This does beg the question, lets assume a positive phase 3 trial from Normay published in 2018, could doctors prescribe Rituximab then ? If not what is the formal approval process, who makes an application and to what regulatory bodies and how long would it take? If this has already been discussed elsewhere aplogies, just let me know.
We have discussed it a bit but I am not sure anybody knows all the answers. Doctors can prescribe rituximab for ME in most countries if there is a source of funds and they are prepared to take on the responsibility of off label treatment. They are doing so in the USA and have done so in other countries.

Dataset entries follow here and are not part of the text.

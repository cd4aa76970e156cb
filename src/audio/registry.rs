use parking_lot::Mutex;
use std::collections::{HashMap, HashSet};
use std::sync::atomic::{AtomicU64, Ordering};
use std::sync::Arc;
use std::time::Duration;
use tracing::{debug, info, warn};

use super::backend::{AudioBackend, CaptureLine};
use super::{AudioFormat, CaptureError};

/// Longest `release` waits for a reader to let go of a line before closing it.
const CLOSE_TIMEOUT: Duration = Duration::from_millis(500);

pub type SharedLine = Arc<Mutex<Box<dyn CaptureLine>>>;

/// One acquisition of a capture line. Releasing the same reference twice is a no-op.
#[derive(Clone)]
pub struct LineRef {
    device: String,
    ticket: u64,
    format: AudioFormat,
    buffer_bytes: usize,
    line: SharedLine,
}

impl LineRef {
    pub fn device(&self) -> &str {
        &self.device
    }

    /// Format the line was opened with, which may differ from what this
    /// acquirer asked for if the line was already open.
    pub fn format(&self) -> &AudioFormat {
        &self.format
    }

    pub fn buffer_bytes(&self) -> usize {
        self.buffer_bytes
    }

    pub fn line(&self) -> &SharedLine {
        &self.line
    }
}

impl std::fmt::Debug for LineRef {
    fn fmt(&self, f: &mut std::fmt::Formatter<'_>) -> std::fmt::Result {
        f.debug_struct("LineRef")
            .field("device", &self.device)
            .field("ticket", &self.ticket)
            .field("format", &self.format)
            .finish()
    }
}

struct LineHandle {
    format: AudioFormat,
    buffer_bytes: usize,
    line: SharedLine,
    /// Outstanding acquisitions; the use count is its length.
    tickets: HashSet<u64>,
}

/// Process-wide authority over open capture lines, shared by reference count.
///
/// The first acquirer of a device decides the line's format and buffer size.
pub struct AudioLineRegistry {
    backend: Arc<dyn AudioBackend>,
    lines: Mutex<HashMap<String, LineHandle>>,
    next_ticket: AtomicU64,
}

impl AudioLineRegistry {
    pub fn new(backend: Arc<dyn AudioBackend>) -> Self {
        Self {
            backend,
            lines: Mutex::new(HashMap::new()),
            next_ticket: AtomicU64::new(1),
        }
    }

    pub fn backend(&self) -> &Arc<dyn AudioBackend> {
        &self.backend
    }

    /// Acquire `device`, opening it if no session holds it yet.
    pub fn acquire(
        &self,
        device: &str,
        format: &AudioFormat,
        buffer_bytes: usize,
    ) -> Result<LineRef, CaptureError> {
        // The map stays locked while opening so two sessions racing for the
        // same device cannot both open it.
        let mut lines = self.lines.lock();
        let ticket = self.next_ticket.fetch_add(1, Ordering::Relaxed);

        if let Some(handle) = lines.get_mut(device) {
            handle.tickets.insert(ticket);
            debug!(
                "Reusing capture line on {} (use count {})",
                device,
                handle.tickets.len()
            );
            return Ok(LineRef {
                device: device.to_string(),
                ticket,
                format: handle.format,
                buffer_bytes: handle.buffer_bytes,
                line: Arc::clone(&handle.line),
            });
        }

        let line: SharedLine = Arc::new(Mutex::new(
            self.backend.open_line(device, format, buffer_bytes)?,
        ));
        lines.insert(
            device.to_string(),
            LineHandle {
                format: *format,
                buffer_bytes,
                line: Arc::clone(&line),
                tickets: HashSet::from([ticket]),
            },
        );

        Ok(LineRef {
            device: device.to_string(),
            ticket,
            format: *format,
            buffer_bytes,
            line,
        })
    }

    /// Drop one use of the line, closing it when no uses remain.
    pub fn release(&self, line_ref: &LineRef) {
        let mut lines = self.lines.lock();
        let Some(handle) = lines.get_mut(&line_ref.device) else {
            return;
        };
        if !handle.tickets.remove(&line_ref.ticket) {
            return;
        }
        if handle.tickets.is_empty() {
            let Some(handle) = lines.remove(&line_ref.device) else {
                return;
            };
            drop(lines);
            // A reader wedged in read() keeps the line locked; the backend
            // then closes it when the last reference drops.
            let guard = handle.line.try_lock_for(CLOSE_TIMEOUT);
            match guard {
                Some(mut line) => {
                    line.close();
                    info!("Closed capture line on {}", line_ref.device);
                }
                None => warn!(
                    "Capture line on {} busy; closing when its reader exits",
                    line_ref.device
                ),
            };
        } else {
            debug!(
                "Released capture line on {} (use count {})",
                line_ref.device,
                handle.tickets.len()
            );
        }
    }

    /// Current number of users of `device`, 0 if it is not open.
    pub fn use_count(&self, device: &str) -> usize {
        self.lines
            .lock()
            .get(device)
            .map(|handle| handle.tickets.len())
            .unwrap_or(0)
    }

    #[cfg(test)]
    pub fn is_open(&self, device: &str) -> bool {
        self.lines.lock().contains_key(device)
    }
}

Normally everyone thinks in terms of a licence for a drug for a disease. However, lupus has been treated for decades with all sorts of things and there are no licences for treating lupus (maybe one or two). If a drug company has a licence for a drug so that it can sell the drug to a pharmacy then the only real question is who approves the doctor taking it from the pharmacy and treating something else. In the UK in the NHS it is the body called NICE. Traditionally NICE works like the Medicines Control Agency that gives licences in that it asks the company to justify the treatment. However, this is completely illogical since what matters is not whether the company has a right to sell the medicine but whether patients are entitle to it as part of their public insurance system because it works.
I think that if the Norwegian phase 3 study comes out clearly positive there will be a sort of tsunami effect on decision making that will simply be unblockable. Government run health care systems may still drag their feet as much as possible but eventually they will be swept with the tide, as they have been in RA. If the pennypinching going on in the UK and elsewhere continues to tighten then there may come a time when this sort of thing just gets blocked - and that may be yet another reason to get private insurance as well for those not already daignosed! But as things are I think organisations like NICE will be put in a legal position they have never been in before. They will not be able to say - we will not fund yet because the company has not provided enough data, because the company has nothing to do with it.
Put another way, if the phase 3 study is clearly positive all the regulatory rules are irrelevant. We will be in a new ball park and PWME will be in a totally different position when it comes to pushing for treatment. I think a number of practitioners within government health care systems will make sure they find ways of offering the drug.